As I listen to the words of a beautiful Christmas song, “Mary, Did You Know”, the words touch my heart and move me to tears. The music is absolutely elegant and the message is phenomenal. It includes a phrase
Mary, did you know that your Baby Boy would one day walk on water?
Mary, did you know that your Baby Boy would save our sons and daughters?
And to some extent, I think the bible teaches us that she had a clue. I cannot imagine what kind of parent she was. What did she do when Jesus wandered out into the path of horses or other animals in transit? how did she raise him? discipline him? protect him? what did she feel? was she scared day in and day out? worried? faithful? Did God talk to her regularly and remind her of her son’s purpose? Did she feel empowered by that purpose ? or frightened by it?
Then I wonder what kind of parent would I be, how different than the one I am now, if God told me what he told Mary. Would I have more discipline and self-control and never lose my temper? Did Mary? Would I never grow weary from work and school, and cooking, and cleaning, and .......... ? Did Mary?
(which I played more than 50 times on Christmas Day)
Another line in the song states,
Did you know that your Baby Boy has come to make you new?
This Child that you delivered will soon deliver you.
I have no doubt that the work of parenting changes me, changes us all, and has us work to bring out the very best in us in ways that no other relationship or experience ever can. Come hell or high water, I am totally transforming year after year and I always assume it is God’s plan. Within that assumption is the notion that what I was before is what I am being delivered from... and there is someplace special, better, that I shall be delivered to.
The song continues,
Did you know that your Baby Boy has walked where angels trod?
When you kiss your little Baby you kissed the face of God?
How easy it is to be caught up in the day-to-day living that we lose sight of the divine! It seems so hard to me to keep the forces of commercialism and capitalism at bay in respectable yet distant places so that my household focus can be on the quality of our relationships, the substance of our knowledge and intellect, and the vitality of our spiritual, physical, and emotional health. It is so easy to work just a little bit longer at the office and then justify that time lost with the paycheck that buys the stuff we consume, a portion of which is not needed at all. But how tired does that job make me? how much less energy do I have for my child because I give extra at the office? What did Mary do? what kind of energy did she have? How loving, gentle, tender, patient, and gracious was she with Jesus?
The song ends with the following lines:
Mary, did you know that your Baby Boy is Lord of all creation?

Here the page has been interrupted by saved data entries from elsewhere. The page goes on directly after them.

//! Aggregate identification and versioning types.
//!
//! This module defines strong types for aggregate identity ([`AggregateId`])
//! and version control ([`Version`]) used throughout the commit protocol.

use serde::{Deserialize, Serialize};
use std::fmt;
use std::str::FromStr;
use thiserror::Error;

/// Error type for `AggregateId` parsing.
#[derive(Error, Debug, Clone, PartialEq, Eq)]
#[error("Invalid aggregate ID: {0}")]
pub struct ParseAggregateIdError(String);

/// Unique identifier for an aggregate instance (one commit stream).
///
/// An aggregate ID names exactly one append-only commit stream in the
/// commit store. For example:
/// - `"order-12345"`
/// - `"customer-abc-def"`
/// - `"fulfillment-uuid-here"`
///
/// # Validation
///
/// - `FromStr::from_str()`: validates input (rejects empty strings)
/// - `From::from()` and `new()`: no validation (for application-controlled input)
///
/// # Examples
///
/// ```
/// use commitstream_core::stream::AggregateId;
///
/// let id = AggregateId::new("order-12345");
/// assert_eq!(id.as_str(), "order-12345");
///
/// let parsed: AggregateId = "customer-abc".parse().unwrap();
/// assert_eq!(parsed, AggregateId::new("customer-abc"));
/// ```
#[derive(Clone, Debug, PartialEq, Eq, Hash, Serialize, Deserialize)]
pub struct AggregateId(String);

impl AggregateId {
    /// Create a new `AggregateId` from a string.
    #[must_use]
    pub fn new(id: impl Into<String>) -> Self {
        Self(id.into())
    }

    /// Get the aggregate ID as a string slice.
    #[must_use]
    pub fn as_str(&self) -> &str {
        &self.0
    }

    /// Convert the `AggregateId` into its inner `String`.
    #[must_use]
    pub fn into_inner(self) -> String {
        self.0
    }
}

impl fmt::Display for AggregateId {
    fn fmt(&self, f: &mut fmt::Formatter<'_>) -> fmt::Result {
        write!(f, "{}", self.0)
    }
}

impl FromStr for AggregateId {
    type Err = ParseAggregateIdError;

    fn from_str(s: &str) -> Result<Self, Self::Err> {
        if s.is_empty() {
            return Err(ParseAggregateIdError(
                "Aggregate ID cannot be empty".to_string(),
            ));
        }
        Ok(Self(s.to_string()))
    }
}

impl From<String> for AggregateId {
    fn from(s: String) -> Self {
        Self(s)
    }
}

impl From<&str> for AggregateId {
    fn from(s: &str) -> Self {
        Self(s.to_string())
    }
}

impl AsRef<str> for AggregateId {
    fn as_ref(&self) -> &str {
        &self.0
    }
}

/// Aggregate version for optimistic concurrency control.
///
/// A version counts the events ever applied to an aggregate: a fresh
/// aggregate is at version 0, and each applied event increments it by 1.
/// A commit records the version it was applied against (`base_version`);
/// the version after the commit is `base_version + events.len()`.
///
/// The version is the single correctness guard against lost updates: an
/// append whose base version does not match the stream's current version
/// is rejected as a concurrency conflict.
///
/// # Examples
///
/// ```
/// use commitstream_core::stream::Version;
///
/// let v0 = Version::INITIAL;
/// let v3 = v0 + 3;
/// assert_eq!(v3.value(), 3);
/// assert_eq!(v3 - 2, Version::new(1));
/// ```
#[derive(Copy, Clone, Debug, PartialEq, Eq, PartialOrd, Ord, Hash, Serialize, Deserialize)]
pub struct Version(u64);

impl Version {
    /// The initial version (0) of a freshly constructed aggregate.
    pub const INITIAL: Self = Self(0);

    /// Create a new `Version` with the given value.
    #[must_use]
    pub const fn new(value: u64) -> Self {
        Self(value)
    }

    /// Get the version number.
    #[must_use]
    pub const fn value(self) -> u64 {
        self.0
    }

    /// Get the next version (current + 1).
    ///
    /// # Overflow Behavior
    ///
    /// Reaching `u64::MAX` events on one stream is not a realistic concern;
    /// plain addition is used.
    #[must_use]
    pub const fn next(self) -> Self {
        Self(self.0 + 1)
    }

    /// Check if this is the initial version (0).
    #[must_use]
    pub const fn is_initial(self) -> bool {
        self.0 == 0
    }
}

impl fmt::Display for Version {
    fn fmt(&self, f: &mut fmt::Formatter<'_>) -> fmt::Result {
        write!(f, "{}", self.0)
    }
}

impl From<u64> for Version {
    fn from(value: u64) -> Self {
        Self(value)
    }
}

impl From<Version> for u64 {
    fn from(version: Version) -> Self {
        version.0
    }
}

impl std::ops::Add<u64> for Version {
    type Output = Self;

    fn add(self, rhs: u64) -> Self::Output {
        Self(self.0 + rhs)
    }
}

/// # Underflow Behavior
///
/// Caller is responsible for ensuring subtraction doesn't underflow below 0;
/// the repository only subtracts the staged-event count it just measured.
impl std::ops::Sub<u64> for Version {
    type Output = Self;

    fn sub(self, rhs: u64) -> Self::Output {
        Self(self.0 - rhs)
    }
}

#[cfg(test)]
mod tests {
    use super::*;

    mod aggregate_id_tests {
        use super::*;

        #[test]
        fn new_creates_id() {
            let id = AggregateId::new("order-123");
            assert_eq!(id.as_str(), "order-123");
        }

        #[test]
        fn from_string_and_str() {
            let id = AggregateId::from("order-123");
            assert_eq!(id.as_str(), "order-123");

            let id2 = AggregateId::from("order-456".to_string());
            assert_eq!(id2.as_str(), "order-456");
        }

        #[test]
        #[allow(clippy::expect_used)] // Panics: Test will fail if parse fails
        fn parse_from_str() {
            let id: AggregateId = "order-123".parse().expect("parse should succeed");
            assert_eq!(id, AggregateId::new("order-123"));
        }

        #[test]
        fn parse_empty_string_fails() {
            let result = "".parse::<AggregateId>();
            assert!(result.is_err());
        }

        #[test]
        fn display() {
            let id = AggregateId::new("order-123");
            assert_eq!(format!("{id}"), "order-123");
        }

        #[test]
        fn equality() {
            let id1 = AggregateId::new("order-123");
            let id2 = AggregateId::new("order-123");
            let id3 = AggregateId::new("order-456");

            assert_eq!(id1, id2);
            assert_ne!(id1, id3);
        }
    }

    mod version_tests {
        use super::*;

        #[test]
        fn initial_version() {
            assert_eq!(Version::INITIAL, Version::new(0));
            assert!(Version::INITIAL.is_initial());
        }

        #[test]
        fn next_version() {
            let v1 = Version::INITIAL.next();
            assert_eq!(v1, Version::new(1));
            assert!(!v1.is_initial());
        }

        #[test]
        fn commit_arithmetic() {
            // A commit of 3 events against base version 5 lands at 8.
            let base = Version::new(5);
            assert_eq!(base + 3, Version::new(8));
            // And the base is recovered by subtracting the batch size.
            assert_eq!(Version::new(8) - 3, base);
        }

        #[test]
        fn ordering() {
            assert!(Version::new(1) < Version::new(2));
            assert!(Version::new(3) > Version::new(1));
        }

        #[test]
        fn u64_conversions() {
            let version = Version::from(42_u64);
            assert_eq!(version.value(), 42);

            let num: u64 = version.into();
            assert_eq!(num, 42);
        }

        #[test]
        fn display() {
            assert_eq!(format!("{}", Version::new(42)), "42");
        }
    }
}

Mary, did you know that your Baby Boy would one day rule the nations?
Did you know that your Baby Boy is heaven's perfect Lamb?
The sleeping Child you're holding is the Great, I Am.
As a parent, I have many instances of feeling the weight of a life, a young heart, in my hands. I can be too serious and significant at times, but I am not wrong. The decisions I make, behavior I exhibit, all of it fuels my parenting, models a role for my child, and makes a way (or not) in the world for him. Shouldn’t I err on the side of more serious than less? I fear intrusion from television and media, the character development I am at work on is under construction and vulnerable to outside influence. Shouldn’t I assume the work is serious in case this boy one day rules a nation? He certainly thinks he can be the next Barack Obama and I am not saying anything to the contrary.
How come we don’t all act like our children might be Jesus coming back? Do we need to?